Category: Acute Kidney Injury

  • 101 AKI: Epidemiology, Risk Factors, and Prevention

Authors

  • Sohail, Mohammad Ahsan, Cleveland Clinic, Cleveland, Ohio, United States
  • Calle, Juan C., Cleveland Clinic, Cleveland, Ohio, United States
Background

Malignant diseases can cause ascites by a variety of mechanisms, including peritoneal carcinomatosis and hepatic metastases leading to portal hypertension. Acute kidney injury (AKI) is frequently observed in hospitalized patients with malignancy-related ascites (MRA) and is associated with increased length of stay and hospital costs. Although there is robust data to support that AKI in cirrhotic patients with ascites is associated with increased mortality, to our knowledge, the prognosis of patients with MRA and AKI has not yet been described in the literature.

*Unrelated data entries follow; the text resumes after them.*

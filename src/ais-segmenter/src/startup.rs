use std::collections::HashMap;

use futures::StreamExt;
use segment_core::{Message, Segmenter, SegmenterConfig, SegmenterState, Ssvid};
use snafu::ResultExt;
use tokio::io::{AsyncRead, AsyncWrite, AsyncWriteExt, BufWriter};
use tokio_util::codec::{FramedRead, LinesCodec};
use tracing::{debug, event, Level};

use crate::{
    error::{
        error::{
            EncodeStateSnafu, MalformedRecordSnafu, OpenFileSnafu, ParseStateSnafu, ReadInputSnafu,
            ReadStateSnafu, SegmentationSnafu, WriteOutputSnafu, WriteStateSnafu,
        },
        Result,
    },
    settings::Settings,
};

const MAX_LINE_LENGTH: usize = 1 << 20;

pub struct App {
    settings: Settings,
    config: SegmenterConfig,
    segmenters: HashMap<Ssvid, Segmenter>,
}

impl App {
    pub fn build(settings: Settings) -> App {
        let config = settings.segmenter_config();
        App {
            settings,
            config,
            segmenters: HashMap::new(),
        }
    }

    pub async fn run(mut self) -> Result<()> {
        self.config.validate().context(SegmentationSnafu)?;

        if let Some(path) = self.settings.load_state.clone() {
            self.load_state(&path).await?;
        }

        match (self.settings.infile.as_str(), self.settings.outfile.as_str()) {
            ("-", "-") => {
                let stdin = tokio::io::stdin();
                let stdout = tokio::io::stdout();
                self.run_streams(stdin, stdout).await?;
            }
            ("-", outfile) => {
                let stdin = tokio::io::stdin();
                let outfile = open_out(outfile).await?;
                self.run_streams(stdin, outfile).await?;
            }
            (infile, "-") => {
                let infile = open_in(infile).await?;
                let stdout = tokio::io::stdout();
                self.run_streams(infile, stdout).await?;
            }
            (infile, outfile) => {
                let infile = open_in(infile).await?;
                let outfile = open_out(outfile).await?;
                self.run_streams(infile, outfile).await?;
            }
        }

        match self.settings.save_state.clone() {
            Some(path) => self.save_state(&path).await?,
            None => {
                for segmenter in self.segmenters.values_mut() {
                    segmenter.flush();
                }
            }
        }

        Ok(())
    }

    /// Tag every input record with its segment id, preserving input order.
    /// A record the core cannot degrade gracefully, an unsorted timestamp
    /// or a malformed line is fatal.
    pub async fn run_streams(
        &mut self,
        input: impl AsyncRead + Unpin,
        output: impl AsyncWrite + Unpin,
    ) -> Result<()> {
        let codec = LinesCodec::new_with_max_length(MAX_LINE_LENGTH);
        let mut lines = FramedRead::new(input, codec);
        let mut output = BufWriter::new(output);

        let mut line = 0u64;
        let mut num_messages = 0u64;
        while let Some(read) = lines.next().await {
            line += 1;
            let text = read.context(ReadInputSnafu)?;
            if text.trim().is_empty() {
                continue;
            }

            let msg: Message =
                serde_json::from_str(&text).context(MalformedRecordSnafu { line })?;
            if let Some(only) = self.settings.ssvid {
                if msg.ssvid != Ssvid(only) {
                    debug!(ssvid = %msg.ssvid, "skipping non-matching ssvid");
                    continue;
                }
            }

            let ssvid = msg.ssvid;
            if !self.segmenters.contains_key(&ssvid) {
                let segmenter =
                    Segmenter::new(ssvid, self.config.clone()).context(SegmentationSnafu)?;
                self.segmenters.insert(ssvid, segmenter);
            }
            let tagged = self
                .segmenters
                .get_mut(&ssvid)
                .unwrap()
                .process(msg)
                .context(SegmentationSnafu)?;

            let record = tagged
                .to_record(&self.config.segment_field)
                .context(SegmentationSnafu)?;
            output
                .write_all(record.to_string().as_bytes())
                .await
                .context(WriteOutputSnafu)?;
            output.write_all(b"\n").await.context(WriteOutputSnafu)?;
            num_messages += 1;
        }

        output.flush().await.context(WriteOutputSnafu)?;
        event!(
            Level::INFO,
            num_messages,
            num_vessels = self.segmenters.len(),
            "finished segmenting"
        );
        Ok(())
    }

    async fn load_state(&mut self, path: &std::path::Path) -> Result<()> {
        let path_str = path.display().to_string();
        let raw = tokio::fs::read_to_string(path)
            .await
            .context(ReadStateSnafu { path: &path_str })?;
        let states: Vec<SegmenterState> =
            serde_json::from_str(&raw).context(ParseStateSnafu { path: &path_str })?;

        for state in states {
            let ssvid = state.ssvid;
            let segmenter =
                Segmenter::restore(state, self.config.clone()).context(SegmentationSnafu)?;
            self.segmenters.insert(ssvid, segmenter);
        }
        event!(Level::INFO, path = %path_str, num_vessels = self.segmenters.len(), "resumed state");
        Ok(())
    }

    async fn save_state(&self, path: &std::path::Path) -> Result<()> {
        let path_str = path.display().to_string();
        let mut states: Vec<_> = self
            .segmenters
            .values()
            .map(Segmenter::snapshot)
            .collect();
        states.sort_by_key(|s| s.ssvid);

        let raw =
            serde_json::to_string(&states).context(EncodeStateSnafu { path: &path_str })?;
        tokio::fs::write(path, raw)
            .await
            .context(WriteStateSnafu { path: &path_str })?;
        event!(Level::INFO, path = %path_str, num_vessels = states.len(), "saved state");
        Ok(())
    }
}

async fn open_in(path: &str) -> Result<tokio::fs::File> {
    tokio::fs::File::open(path)
        .await
        .context(OpenFileSnafu { path })
}

async fn open_out(path: &str) -> Result<tokio::fs::File> {
    tokio::fs::File::create(path)
        .await
        .context(OpenFileSnafu { path })
}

Our study evaluates the impact of AKI severity and progression on in-hospital mortality in patients with MRA.

Methods

We conducted a retrospective cohort study of all hospitalized patients at the Cleveland Clinic from January 2012 to December 2022 with MRA who fulfilled AKI criteria at the time of admission. Baseline kidney function was defined by the serum creatinine and eGFR obtained prior to admission up to three months before hospitalization. Utilizing the Kidney Disease: Improving Global Outcomes (KDIGO) criteria, we assessed the association between AKI severity and progression with in-hospital mortality. AKI progression was defined as the increase from lower KGIDO stages of AKI to higher stages during the first seven days of hospitalization.

Results

Of the 116 patients who were reviewed in this study, 35 (30.2%) died during their hospitalization. The mean patient age was 62.9 ± 11.1 years. 64 (55.2%) and 87 (75.0%) were male and White respectively. Etiologies of MRA included peritoneal carcinomatosis (n=78; 67.2%) and portal hypertension caused by hepatic metastases (n=38; 32.8%). 45 (38.8%) patients had a baseline eGFR <60 ml/min/m2 and 44 (37.9%) patients progressed to a higher KDIGO AKI stage after initially fulfilling AKI criteria on admission. Patients achieved a peak severity of AKI stage 1, 35.3%, stage 2, 24.2%, and stage 3, 40.5%. AKI progression and need for kidney replacement therapy were significantly more common and peak AKI stage was higher in non-survivors than in survivors (P <0.001).

Conclusion

AKI in hospitalized patients with MRA is frequently severe and progressive and is associated with mortality in a stage-dependent manner. Methods for earlier identification of AKI and its progression may result in improved outcomes by facilitating the targeted and prompt management of AKI.